Dataset entries

* * * * * * *

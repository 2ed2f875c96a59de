//! # Configuration
//!
//! Command-line configuration for the cloud-secrets binary.
//!
//! Every flag can be replaced by an environment variable: `--flag value` becomes
//! `CLOUD_SECRETS_FLAG=value` (dashes become underscores). Flags win over
//! environment variables.

pub mod duration;
pub mod provider;
pub mod validation;

pub use provider::{AwsConfig, AzureAuthMethod, AzureConfig, GcpConfig, GcpCredentialSource};

use crate::constants::{
    DEFAULT_AWS_API_RETRIES, DEFAULT_AWS_REGION, DEFAULT_AZURE_REGION, DEFAULT_GOOGLE_ENDPOINT,
    DEFAULT_GOOGLE_SECRET_VERSION, DEFAULT_INTERVAL, DEFAULT_METRICS_ADDRESS,
};
use clap::{Parser, ValueEnum};
use std::net::SocketAddr;
use std::time::Duration;
use thiserror::Error;

/// Errors detected while loading or validating configuration
#[derive(Debug, Error, PartialEq, Eq)]
pub enum ConfigError {
    #[error("no secret name specified")]
    MissingSecretName,
    #[error("interval must be greater than zero")]
    ZeroInterval,
    #[error("--{flag} is required when using the {provider} provider")]
    MissingProviderField {
        provider: ProviderKind,
        flag: &'static str,
    },
    #[error("invalid duration '{value}': {reason}")]
    InvalidDuration { value: String, reason: String },
    #[error("invalid metrics address '{value}': {reason}")]
    InvalidAddress { value: String, reason: String },
}

/// Supported secret backends
#[derive(Debug, Clone, Copy, PartialEq, Eq, ValueEnum)]
pub enum ProviderKind {
    /// AWS Secrets Manager
    Aws,
    /// Azure Key Vault
    Azure,
    /// Google Secret Manager
    Google,
}

impl ProviderKind {
    #[must_use]
    pub fn as_str(&self) -> &'static str {
        match self {
            ProviderKind::Aws => "aws",
            ProviderKind::Azure => "azure",
            ProviderKind::Google => "google",
        }
    }
}

impl std::fmt::Display for ProviderKind {
    fn fmt(&self, f: &mut std::fmt::Formatter<'_>) -> std::fmt::Result {
        f.write_str(self.as_str())
    }
}

/// Log output format
#[derive(Debug, Clone, Copy, PartialEq, Eq, ValueEnum)]
pub enum LogFormat {
    Text,
    Json,
}

/// Log level, accepting the names operators already use for this tool
#[derive(Debug, Clone, Copy, PartialEq, Eq, ValueEnum)]
pub enum LogLevel {
    Trace,
    Debug,
    Info,
    #[value(alias = "warn")]
    Warning,
    Error,
    /// Treated as `error`
    Fatal,
    /// Treated as `error`
    Panic,
}

impl LogLevel {
    /// Directive understood by `tracing_subscriber::EnvFilter`
    #[must_use]
    pub fn as_filter_directive(&self) -> &'static str {
        match self {
            LogLevel::Trace => "trace",
            LogLevel::Debug => "debug",
            LogLevel::Info => "info",
            LogLevel::Warning => "warn",
            LogLevel::Error | LogLevel::Fatal | LogLevel::Panic => "error",
        }
    }
}

const LONG_VERSION: &str = concat!(
    env!("CARGO_PKG_VERSION"),
    "\ngit: ",
    env!("BUILD_GIT_HASH"),
    "\nbuilt: ",
    env!("BUILD_DATETIME")
);

/// Cloud Secrets configuration
#[derive(Clone, Parser)]
#[command(
    name = "cloud-secrets",
    version,
    long_version = LONG_VERSION,
    about = "Cloud Secrets is a thin wrapper over cloud secret management services.",
    after_help = "\
Note that all flags may be replaced with env vars:
  --flag        ->  CLOUD_SECRETS_FLAG=1
  --flag value  ->  CLOUD_SECRETS_FLAG=value"
)]
pub struct Config {
    /// Name of the secret to retrieve
    #[arg(long, env = "CLOUD_SECRETS_SECRET_NAME", default_value = "")]
    pub secret_name: String,

    /// The cloud provider holding the secret
    #[arg(long, env = "CLOUD_SECRETS_PROVIDER", value_enum)]
    pub provider: ProviderKind,

    /// The interval between two consecutive synchronizations (e.g. 1m, 90s, 1m30s)
    #[arg(
        long,
        env = "CLOUD_SECRETS_INTERVAL",
        default_value = DEFAULT_INTERVAL,
        value_parser = duration::parse_duration
    )]
    pub interval: Duration,

    /// Exit after the first synchronization instead of polling
    #[arg(long, env = "CLOUD_SECRETS_ONCE")]
    pub once: bool,

    /// The format in which log messages are printed
    #[arg(long, env = "CLOUD_SECRETS_LOG_FORMAT", value_enum, default_value_t = LogFormat::Text)]
    pub log_format: LogFormat,

    /// The level of logging (RUST_LOG, when set, takes precedence)
    #[arg(long, env = "CLOUD_SECRETS_LOG_LEVEL", value_enum, default_value_t = LogLevel::Info)]
    pub log_level: LogLevel,

    /// Where to serve the metrics and health check endpoints (`:port` binds all interfaces)
    #[arg(
        long,
        env = "CLOUD_SECRETS_METRICS_ADDRESS",
        default_value = DEFAULT_METRICS_ADDRESS,
        value_parser = validation::parse_bind_address
    )]
    pub metrics_address: SocketAddr,

    /// Log the retrieved secret value at debug level. For troubleshooting only
    #[arg(long, env = "CLOUD_SECRETS_REVEAL_SECRET")]
    pub reveal_secret: bool,

    /// AWS region of the Secrets Manager endpoint
    #[arg(long, env = "CLOUD_SECRETS_AWS_REGION", default_value = DEFAULT_AWS_REGION)]
    pub aws_region: String,

    /// IAM role ARN to assume, e.g. for secrets in another AWS account (optional)
    #[arg(long, env = "CLOUD_SECRETS_AWS_ASSUME_ROLE", default_value = "")]
    pub aws_assume_role: String,

    /// Maximum number of retries for AWS API calls before giving up
    #[arg(long, env = "CLOUD_SECRETS_AWS_API_RETRIES", default_value_t = DEFAULT_AWS_API_RETRIES)]
    pub aws_api_retries: u32,

    /// Custom Secrets Manager endpoint, e.g. LocalStack (optional)
    #[arg(long, env = "CLOUD_SECRETS_AWS_ENDPOINT_URL")]
    pub aws_endpoint_url: Option<String>,

    /// Azure Key Vault name, or full vault URL
    #[arg(long, env = "CLOUD_SECRETS_AZURE_KEY_VAULT", default_value = "")]
    pub azure_key_vault: String,

    /// Azure region of the vault
    #[arg(long, env = "CLOUD_SECRETS_AZURE_REGION", default_value = DEFAULT_AZURE_REGION)]
    pub azure_region: String,

    /// Azure resource group of the vault
    #[arg(long, env = "CLOUD_SECRETS_AZURE_RESOURCE_GROUP", default_value = "")]
    pub azure_resource_group: String,

    /// How to authenticate against Azure
    #[arg(long, env = "CLOUD_SECRETS_AZURE_AUTH", value_enum, default_value_t = AzureAuthMethod::Cli)]
    pub azure_auth: AzureAuthMethod,

    /// Client ID of the managed or workload identity (optional)
    #[arg(long, env = "CLOUD_SECRETS_AZURE_CLIENT_ID")]
    pub azure_client_id: Option<String>,

    /// Google Cloud project holding the secret
    #[arg(long, env = "CLOUD_SECRETS_GOOGLE_PROJECT_ID", default_value = "")]
    pub google_project_id: String,

    /// Secret version to access
    #[arg(
        long,
        env = "CLOUD_SECRETS_GOOGLE_SECRET_VERSION",
        default_value = DEFAULT_GOOGLE_SECRET_VERSION
    )]
    pub google_secret_version: String,

    /// Secret Manager REST endpoint
    #[arg(long, env = "CLOUD_SECRETS_GOOGLE_ENDPOINT", default_value = DEFAULT_GOOGLE_ENDPOINT)]
    pub google_endpoint: String,

    /// OAuth2 access token to use instead of the metadata server (optional)
    #[arg(long, env = "CLOUD_SECRETS_GOOGLE_ACCESS_TOKEN", hide_env_values = true)]
    pub google_access_token: Option<String>,
}

impl std::fmt::Debug for Config {
    fn fmt(&self, f: &mut std::fmt::Formatter<'_>) -> std::fmt::Result {
        f.debug_struct("Config")
            .field("secret_name", &self.secret_name)
            .field("provider", &self.provider)
            .field("interval", &duration::format_duration(self.interval))
            .field("once", &self.once)
            .field("log_format", &self.log_format)
            .field("log_level", &self.log_level)
            .field("metrics_address", &self.metrics_address)
            .field("reveal_secret", &self.reveal_secret)
            .field("aws_region", &self.aws_region)
            .field("aws_assume_role", &self.aws_assume_role)
            .field("aws_api_retries", &self.aws_api_retries)
            .field("aws_endpoint_url", &self.aws_endpoint_url)
            .field("azure_key_vault", &self.azure_key_vault)
            .field("azure_region", &self.azure_region)
            .field("azure_resource_group", &self.azure_resource_group)
            .field("azure_auth", &self.azure_auth)
            .field("azure_client_id", &self.azure_client_id)
            .field("google_project_id", &self.google_project_id)
            .field("google_secret_version", &self.google_secret_version)
            .field("google_endpoint", &self.google_endpoint)
            .field(
                "google_access_token",
                &self.google_access_token.as_ref().map(|_| "<redacted>"),
            )
            .finish()
    }
}

impl Config {
    /// AWS provider settings
    #[must_use]
    pub fn aws(&self) -> AwsConfig {
        AwsConfig {
            region: self.aws_region.clone(),
            assume_role: Some(self.aws_assume_role.trim())
                .filter(|role| !role.is_empty())
                .map(ToString::to_string),
            api_retries: self.aws_api_retries,
            endpoint_url: self.aws_endpoint_url.clone(),
        }
    }

    /// Azure provider settings
    #[must_use]
    pub fn azure(&self) -> AzureConfig {
        AzureConfig {
            key_vault: self.azure_key_vault.clone(),
            region: self.azure_region.clone(),
            resource_group: self.azure_resource_group.clone(),
            auth: self.azure_auth,
            client_id: self.azure_client_id.clone(),
        }
    }

    /// Google provider settings
    #[must_use]
    pub fn gcp(&self) -> GcpConfig {
        GcpConfig {
            project_id: self.google_project_id.clone(),
            secret_version: self.google_secret_version.clone(),
            endpoint: self.google_endpoint.clone(),
            credentials: match &self.google_access_token {
                Some(token) => GcpCredentialSource::AccessToken(token.clone()),
                None => GcpCredentialSource::MetadataServer,
            },
        }
    }
}
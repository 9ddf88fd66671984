//! Shared types for the supportdesk workspace: the error taxonomy, the
//! configuration model, and provider-agnostic chat message types.

pub mod chat;
pub mod config;
pub mod error;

* * * * * * *

• Exercise goal:
Considering only the records above, state the number of lines that include the word "types", with nothing added.

• Output of the task:
2